Через две недели у меня появилась американская знакомая – по средам с десяти до двух часов меня решила «занять» – опекать жена Яшиного начальника, госпожа Eugenia White – седая, строгая, положительная женщина, поставившая меня в расписание своей недели. В Америке «housewife» – домохозяйки часто «волонтируют» инвалидов, беспомощных, слепых – водят их по разным местам, помогают по хозяйству, опекают, ухаживают.
Точно в десять часов ее белая машина стояла перед нашим домом, и я выходила ей навстречу. Куда мы отправлялись? По магазинам, иногда в Галерею в роскошный магазин Neiman Markus, где она что-нибудь покупала, потом мы ездили сдавать часть купленного обратно, в другой день мы поехали в thrift shop, куда она привезла два мешка одежды для продажи бедным, – ей дали расписку о пожертвовании, кажется на сумму двести долларов.
Я уже знала о существовании подобных магазинов, побывав с Маей Литвиновой в неописуемом, роскошном «трифшопе» под Нью-Йорком, в Киска-Маунт, который «держала» жена миллионера Гильдесгейма, и назывался он Opportunity Shop (Магазин Возможностей). Она работала там бесплатно, собирала вещи со всех жителей этого зажиточного района и продавала их за очень дешево, а полученные деньги шли на «Великий Израиль». Чего там не было! У меня так разбежались глаза от доступности, что я купила четыре шубы: две каракулевые, одну норковую, и одну афганистанскую, расшитую «выворотку», три пальто и всякой другой всячины, носимой и неснашиваемой, – на мои деньги Израиль смог купить пушку.
В Хьюстоне «трифшоп» не был столь привлекательным.

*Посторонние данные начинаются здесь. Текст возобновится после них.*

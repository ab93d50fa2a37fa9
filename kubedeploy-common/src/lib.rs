//! Common types and utilities shared between kubedeploy-client and kubedeploy-cli

pub mod auth;
pub mod health;
pub mod transform;

use serde::{Deserialize, Serialize};
use std::collections::BTreeMap;
use std::fmt;
use std::str::FromStr;

/// Namespace used when the user does not pick one
pub const DEFAULT_NAMESPACE: &str = "default";

/// Transport protocol of a container or service port
#[derive(Debug, Clone, Copy, Serialize, Deserialize, PartialEq, Eq, Default)]
#[serde(rename_all = "UPPERCASE")]
pub enum Protocol {
    #[default]
    Tcp,
    Udp,
}

impl fmt::Display for Protocol {
    fn fmt(&self, f: &mut fmt::Formatter<'_>) -> fmt::Result {
        match self {
            Self::Tcp => write!(f, "TCP"),
            Self::Udp => write!(f, "UDP"),
        }
    }
}

impl FromStr for Protocol {
    type Err = Error;

    fn from_str(s: &str) -> Result<Self> {
        match s.to_ascii_uppercase().as_str() {
            "TCP" => Ok(Self::Tcp),
            "UDP" => Ok(Self::Udp),
            _ => Err(Error::InvalidProtocol(s.to_string())),
        }
    }
}

/// How an endpoint is reachable
#[derive(Debug, Clone, Copy, Serialize, Deserialize, PartialEq, Eq, Default)]
pub enum ExposureType {
    /// Internal-only cluster address
    #[serde(rename = "ClusterIP")]
    ClusterIp,
    /// Per-node port
    NodePort,
    /// External load balancer
    #[default]
    LoadBalancer,
}

impl fmt::Display for ExposureType {
    fn fmt(&self, f: &mut fmt::Formatter<'_>) -> fmt::Result {
        match self {
            Self::ClusterIp => write!(f, "ClusterIP"),
            Self::NodePort => write!(f, "NodePort"),
            Self::LoadBalancer => write!(f, "LoadBalancer"),
        }
    }
}

impl FromStr for ExposureType {
    type Err = Error;

    fn from_str(s: &str) -> Result<Self> {
        match s.to_ascii_lowercase().as_str() {
            "clusterip" => Ok(Self::ClusterIp),
            "nodeport" => Ok(Self::NodePort),
            "loadbalancer" => Ok(Self::LoadBalancer),
            _ => Err(Error::InvalidExposureType(s.to_string())),
        }
    }
}

/// Whether the user asked for a replicated workload or a single pod
#[derive(Debug, Clone, Copy, Serialize, Deserialize, PartialEq, Eq, Default)]
#[serde(rename_all = "kebab-case")]
pub enum DeploymentMode {
    #[default]
    Deployment,
    SinglePod,
}

impl fmt::Display for DeploymentMode {
    fn fmt(&self, f: &mut fmt::Formatter<'_>) -> fmt::Result {
        match self {
            Self::Deployment => write!(f, "deployment"),
            Self::SinglePod => write!(f, "single-pod"),
        }
    }
}

impl FromStr for DeploymentMode {
    type Err = Error;

    fn from_str(s: &str) -> Result<Self> {
        match s.to_ascii_lowercase().as_str() {
            "deployment" => Ok(Self::Deployment),
            "pod" | "single-pod" | "single" => Ok(Self::SinglePod),
            _ => Err(Error::InvalidDeploymentMode(s.to_string())),
        }
    }
}

/// Container port exposed by a workload
#[derive(Debug, Clone, Serialize, Deserialize, PartialEq, Eq)]
pub struct ContainerPort {
    #[serde(default)]
    pub name: String,
    #[serde(rename = "containerPort")]
    pub container_port: u16,
    #[serde(default)]
    pub protocol: Protocol,
}

/// Parses `name:port[/protocol]` or `port[/protocol]`
impl FromStr for ContainerPort {
    type Err = Error;

    fn from_str(s: &str) -> Result<Self> {
        let (rest, protocol) = split_protocol(s)?;
        let (name, port) = match rest.split_once(':') {
            Some((name, port)) => (name.to_string(), port),
            None => (String::new(), rest),
        };

        Ok(Self {
            name,
            container_port: parse_port(port, s)?,
            protocol,
        })
    }
}

/// Environment variable pair
#[derive(Debug, Clone, Serialize, Deserialize, PartialEq, Eq)]
pub struct EnvVar {
    pub name: String,
    pub value: String,
}

impl EnvVar {
    pub fn new(name: impl Into<String>, value: impl Into<String>) -> Self {
        Self {
            name: name.into(),
            value: value.into(),
        }
    }

    /// Both halves must be non-empty for the pair to be submitted
    pub fn is_complete(&self) -> bool {
        !self.name.is_empty() && !self.value.is_empty()
    }
}

/// Parses `KEY=VALUE`; the value may be empty
impl FromStr for EnvVar {
    type Err = Error;

    fn from_str(s: &str) -> Result<Self> {
        let (name, value) = s
            .split_once('=')
            .ok_or_else(|| Error::InvalidEnvVar(s.to_string()))?;
        Ok(Self::new(name.trim(), value))
    }
}

/// CPU and memory quantities, passed to the backend verbatim
#[derive(Debug, Clone, Serialize, Deserialize, PartialEq, Eq, Default)]
pub struct ResourceQuantities {
    #[serde(default)]
    pub cpu: String,
    #[serde(default)]
    pub memory: String,
}

impl ResourceQuantities {
    pub fn new(cpu: impl Into<String>, memory: impl Into<String>) -> Self {
        Self {
            cpu: cpu.into(),
            memory: memory.into(),
        }
    }
}

/// Resource requests and limits of the workload's container
#[derive(Debug, Clone, Serialize, Deserialize, PartialEq, Eq, Default)]
pub struct ResourceRequirements {
    pub requests: ResourceQuantities,
    pub limits: ResourceQuantities,
}

/// Volume source type
#[derive(Debug, Clone, Copy, Serialize, Deserialize, PartialEq, Eq, Default)]
#[serde(rename_all = "camelCase")]
pub enum VolumeType {
    #[default]
    EmptyDir,
    ConfigMap,
    Secret,
    PersistentVolumeClaim,
}

impl FromStr for VolumeType {
    type Err = Error;

    fn from_str(s: &str) -> Result<Self> {
        match s.to_ascii_lowercase().as_str() {
            "emptydir" => Ok(Self::EmptyDir),
            "configmap" => Ok(Self::ConfigMap),
            "secret" => Ok(Self::Secret),
            "persistentvolumeclaim" | "pvc" => Ok(Self::PersistentVolumeClaim),
            _ => Err(Error::InvalidVolume(s.to_string())),
        }
    }
}

/// Volume mounted into the workload's container
#[derive(Debug, Clone, Serialize, Deserialize, PartialEq, Eq)]
pub struct VolumeMount {
    pub name: String,
    #[serde(rename = "mountPath")]
    pub mount_path: String,
    #[serde(rename = "type", default)]
    pub volume_type: VolumeType,
    /// Name of the configMap, secret or claim backing the volume
    #[serde(skip_serializing_if = "Option::is_none", default)]
    pub source: Option<String>,
}

/// Parses `name:mountPath[:type[:source]]`
impl FromStr for VolumeMount {
    type Err = Error;

    fn from_str(s: &str) -> Result<Self> {
        let mut parts = s.splitn(4, ':');
        let name = parts.next().filter(|p| !p.is_empty());
        let mount_path = parts.next().filter(|p| !p.is_empty());

        let (Some(name), Some(mount_path)) = (name, mount_path) else {
            return Err(Error::InvalidVolume(s.to_string()));
        };

        let volume_type = match parts.next() {
            Some(t) => t.parse()?,
            None => VolumeType::default(),
        };

        Ok(Self {
            name: name.to_string(),
            mount_path: mount_path.to_string(),
            volume_type,
            source: parts.next().map(str::to_string),
        })
    }
}

/// Workload creation payload (`POST /deployments`)
#[derive(Debug, Clone, Serialize, Deserialize, PartialEq, Eq)]
pub struct WorkloadSpec {
    pub name: String,
    pub namespace: String,
    pub image: String,
    pub replicas: u32,
    pub resources: ResourceRequirements,
    pub ports: Vec<ContainerPort>,
    pub env: Vec<EnvVar>,
    #[serde(skip_serializing_if = "Vec::is_empty", default)]
    pub command: Vec<String>,
    #[serde(skip_serializing_if = "Vec::is_empty", default)]
    pub args: Vec<String>,
    #[serde(skip_serializing_if = "Vec::is_empty", default)]
    pub volumes: Vec<VolumeMount>,
}

/// Service port of a network endpoint
#[derive(Debug, Clone, Serialize, Deserialize, PartialEq, Eq)]
pub struct ServicePort {
    #[serde(default)]
    pub name: String,
    pub port: u16,
    #[serde(rename = "targetPort")]
    pub target_port: u16,
    #[serde(default)]
    pub protocol: Protocol,
    /// Only meaningful for `NodePort` endpoints
    #[serde(rename = "nodePort", skip_serializing_if = "Option::is_none", default)]
    pub node_port: Option<u16>,
}

/// Parses `[name:]port[:target][/protocol][@nodePort]`
impl FromStr for ServicePort {
    type Err = Error;

    fn from_str(s: &str) -> Result<Self> {
        let (rest, node_port) = match s.split_once('@') {
            Some((rest, node)) => (rest, Some(parse_port(node, s)?)),
            None => (s, None),
        };
        let (rest, protocol) = split_protocol(rest)?;
        let parts: Vec<&str> = rest.split(':').collect();

        let (name, port, target) = match parts.as_slice() {
            [port] => (String::new(), *port, *port),
            [first, second] if first.parse::<u16>().is_ok() => (String::new(), *first, *second),
            [name, port] => (name.to_string(), *port, *port),
            [name, port, target] => (name.to_string(), *port, *target),
            _ => return Err(Error::InvalidPort(s.to_string())),
        };

        Ok(Self {
            name,
            port: parse_port(port, s)?,
            target_port: parse_port(target, s)?,
            protocol,
            node_port,
        })
    }
}

/// Network endpoint creation payload (`POST /services`)
#[derive(Debug, Clone, Serialize, Deserialize, PartialEq, Eq)]
pub struct EndpointSpec {
    pub name: String,
    pub namespace: String,
    #[serde(rename = "type")]
    pub exposure: ExposureType,
    pub selector: BTreeMap<String, String>,
    pub ports: Vec<ServicePort>,
}

/// Single pod quick-deploy payload (`POST /pods`)
#[derive(Debug, Clone, Serialize, Deserialize, PartialEq, Eq)]
pub struct PodCreateRequest {
    pub name: String,
    pub namespace: String,
    pub image: String,
    pub replicas: u32,
    pub resources: ResourceQuantities,
    pub ports: Vec<u16>,
    pub env: Vec<EnvVar>,
}

/// Observed lifecycle state of a pod
#[derive(Debug, Clone, Copy, Serialize, Deserialize, PartialEq, Eq, Hash, Default)]
pub enum PodPhase {
    Pending,
    Running,
    Failed,
    Succeeded,
    #[default]
    #[serde(other)]
    Unknown,
}

impl fmt::Display for PodPhase {
    fn fmt(&self, f: &mut fmt::Formatter<'_>) -> fmt::Result {
        match self {
            Self::Pending => write!(f, "Pending"),
            Self::Running => write!(f, "Running"),
            Self::Failed => write!(f, "Failed"),
            Self::Succeeded => write!(f, "Succeeded"),
            Self::Unknown => write!(f, "Unknown"),
        }
    }
}

/// Pod as reported by the backend
#[derive(Debug, Clone, Serialize, Deserialize, PartialEq, Eq)]
pub struct Pod {
    pub name: String,
    pub namespace: String,
    #[serde(default)]
    pub phase: PodPhase,
    /// Status text as the backend reports it, kept verbatim
    #[serde(default)]
    pub status: String,
    #[serde(default)]
    pub image: String,
    #[serde(default)]
    pub restarts: u32,
    #[serde(default)]
    pub created_at: String,
    #[serde(default, skip_serializing_if = "BTreeMap::is_empty")]
    pub labels: BTreeMap<String, String>,
}

impl Pod {
    pub fn created(&self) -> Option<chrono::DateTime<chrono::Utc>> {
        parse_timestamp(&self.created_at)
    }
}

/// Workload as reported by the backend
#[derive(Debug, Clone, Serialize, Deserialize, PartialEq, Eq)]
pub struct WorkloadSummary {
    pub name: String,
    pub namespace: String,
    /// Desired replica count
    #[serde(default)]
    pub replicas: u32,
    #[serde(rename = "availableReplicas", default)]
    pub available_replicas: u32,
    #[serde(rename = "readyReplicas", default)]
    pub ready_replicas: u32,
    #[serde(default)]
    pub created_at: String,
    #[serde(default)]
    pub image: String,
    #[serde(default, skip_serializing_if = "BTreeMap::is_empty")]
    pub labels: BTreeMap<String, String>,
}

impl WorkloadSummary {
    pub fn created(&self) -> Option<chrono::DateTime<chrono::Utc>> {
        parse_timestamp(&self.created_at)
    }
}

/// Network endpoint as reported by the backend
#[derive(Debug, Clone, Serialize, Deserialize, PartialEq, Eq)]
pub struct EndpointSummary {
    pub name: String,
    pub namespace: String,
    /// Kept as a string: the cluster may report types this console never creates
    #[serde(rename = "type", default)]
    pub service_type: String,
    #[serde(rename = "clusterIP", default)]
    pub cluster_ip: String,
    #[serde(rename = "externalIP", default, skip_serializing_if = "Option::is_none")]
    pub external_ip: Option<String>,
    #[serde(default)]
    pub ports: Vec<ServicePort>,
    #[serde(default)]
    pub created_at: String,
    #[serde(default, skip_serializing_if = "BTreeMap::is_empty")]
    pub labels: BTreeMap<String, String>,
}

impl EndpointSummary {
    pub fn created(&self) -> Option<chrono::DateTime<chrono::Utc>> {
        parse_timestamp(&self.created_at)
    }
}

/// Pod log payload
#[derive(Debug, Clone, Serialize, Deserialize, Default)]
pub struct PodLogs {
    #[serde(default)]
    pub logs: String,
}

/// Envelope shared by every backend response
#[derive(Debug, Clone, Serialize, Deserialize)]
pub struct ApiResponse<T> {
    pub success: bool,
    #[serde(default, skip_serializing_if = "Option::is_none")]
    pub message: Option<String>,
    /// Missing reads as `None`
    #[serde(skip_serializing_if = "Option::is_none")]
    pub data: Option<T>,
    #[serde(default, skip_serializing_if = "Option::is_none")]
    pub error: Option<String>,
}

impl<T> ApiResponse<T> {
    pub fn ok(data: T) -> Self {
        Self {
            success: true,
            message: None,
            data: Some(data),
            error: None,
        }
    }

    pub fn failure(error: impl Into<String>) -> Self {
        Self {
            success: false,
            message: None,
            data: None,
            error: Some(error.into()),
        }
    }

    /// Most specific human-readable failure text carried by the envelope
    pub fn failure_message(&self) -> Option<&str> {
        self.error
            .as_deref()
            .filter(|e| !e.is_empty())
            .or_else(|| self.message.as_deref().filter(|m| !m.is_empty()))
    }
}

/// Model errors
#[derive(Debug, thiserror::Error, PartialEq, Eq)]
pub enum Error {
    #[error("Invalid protocol '{0}' (expected TCP or UDP)")]
    InvalidProtocol(String),

    #[error("Invalid exposure type '{0}' (expected ClusterIP, NodePort or LoadBalancer)")]
    InvalidExposureType(String),

    #[error("Invalid deployment mode '{0}' (expected deployment or pod)")]
    InvalidDeploymentMode(String),

    #[error("Invalid port specification: {0}")]
    InvalidPort(String),

    #[error("Invalid environment variable '{0}' (expected KEY=VALUE)")]
    InvalidEnvVar(String),

    #[error("Invalid volume specification: {0}")]
    InvalidVolume(String),
}

pub type Result<T> = std::result::Result<T, Error>;

fn split_protocol(s: &str) -> Result<(&str, Protocol)> {
    match s.rsplit_once('/') {
        Some((rest, proto)) => Ok((rest, proto.parse()?)),
        None => Ok((s, Protocol::default())),
    }
}

fn parse_port(value: &str, whole: &str) -> Result<u16> {
    value
        .trim()
        .parse::<u16>()
        .map_err(|_| Error::InvalidPort(whole.to_string()))
}

fn parse_timestamp(value: &str) -> Option<chrono::DateTime<chrono::Utc>> {
    chrono::DateTime::parse_from_rfc3339(value)
        .ok()
        .map(|t| t.with_timezone(&chrono::Utc))
}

Ездили мы с госпожой Уайт и на ланчи-собрания ее подруг; каждая из них готовила какое-нибудь кушанье, все пробовали и обменивались рецептами приготовления. Иногда на ланчи приглашались выступающие, – то одна женщина учила, как делать самим конфеты, экономя на каждой конфете цент, – то какая-то черная красавица агитировала о сверхполезной еде, – то какой-то мужик расписывал прелести разведения домашних садов. От приглашения выступить и рассказать о Союзе я отказалась, чтобы не позориться.
Яша попросил госпожу Уайт показать мне Капеллу Ротко и посоветовал минут пять-шесть молча там посидеть.
В восьмиугольном, сером строении, со светом, идущим из верхних щелей, никого не было, кроме сидящей на полу в позе лотоса странной своеобразной дамы, «улетевшей в астрал», и обнимающих торжественное восьмиугольное пространство восьми пустых полотен работы Марко Ротко. Сразу мелькнула мысль о ложности ощущения и каких-то уловках. Смотрю во все стороны, переводя взгляд с темно-зеленого полотна на темно-фиолетовое, соединяя их взглядом, потом на темно-серое, обращаю взгляд назад. Безмолвная кажущаяся пустынность полотен приходит в движение…и сгущенные, сжатые красками миры одушевляются.. разряжаются! Картины начинают шевелиться! Появляется упоение глубокой перспективой и, кажется, вступаешь во взаимодействие с миром, – духом художника, размазанным шваброй по полотнам. Из глухих, немых, упрощенных полотен, из темноты ночи вырисовываются города, улицы, замки, дома, горы, миры… вечность. Как хорошо там! Мое мимолетное, испорченное время встречается с глубинным.
«Напряженная таинственная дуга между осознанием вещей»- его миров и моих – возникла! И только цветом, как говорит Яша, Марк Ротко передает состояние. И только что производит тревогу, и только что оживает? И как привлекательно волшебство внутри нас!
– Капелла Ротко делает Хьюстон не провинциальным, – говорит Яша. И всегда показывает ее всем нашим гостям.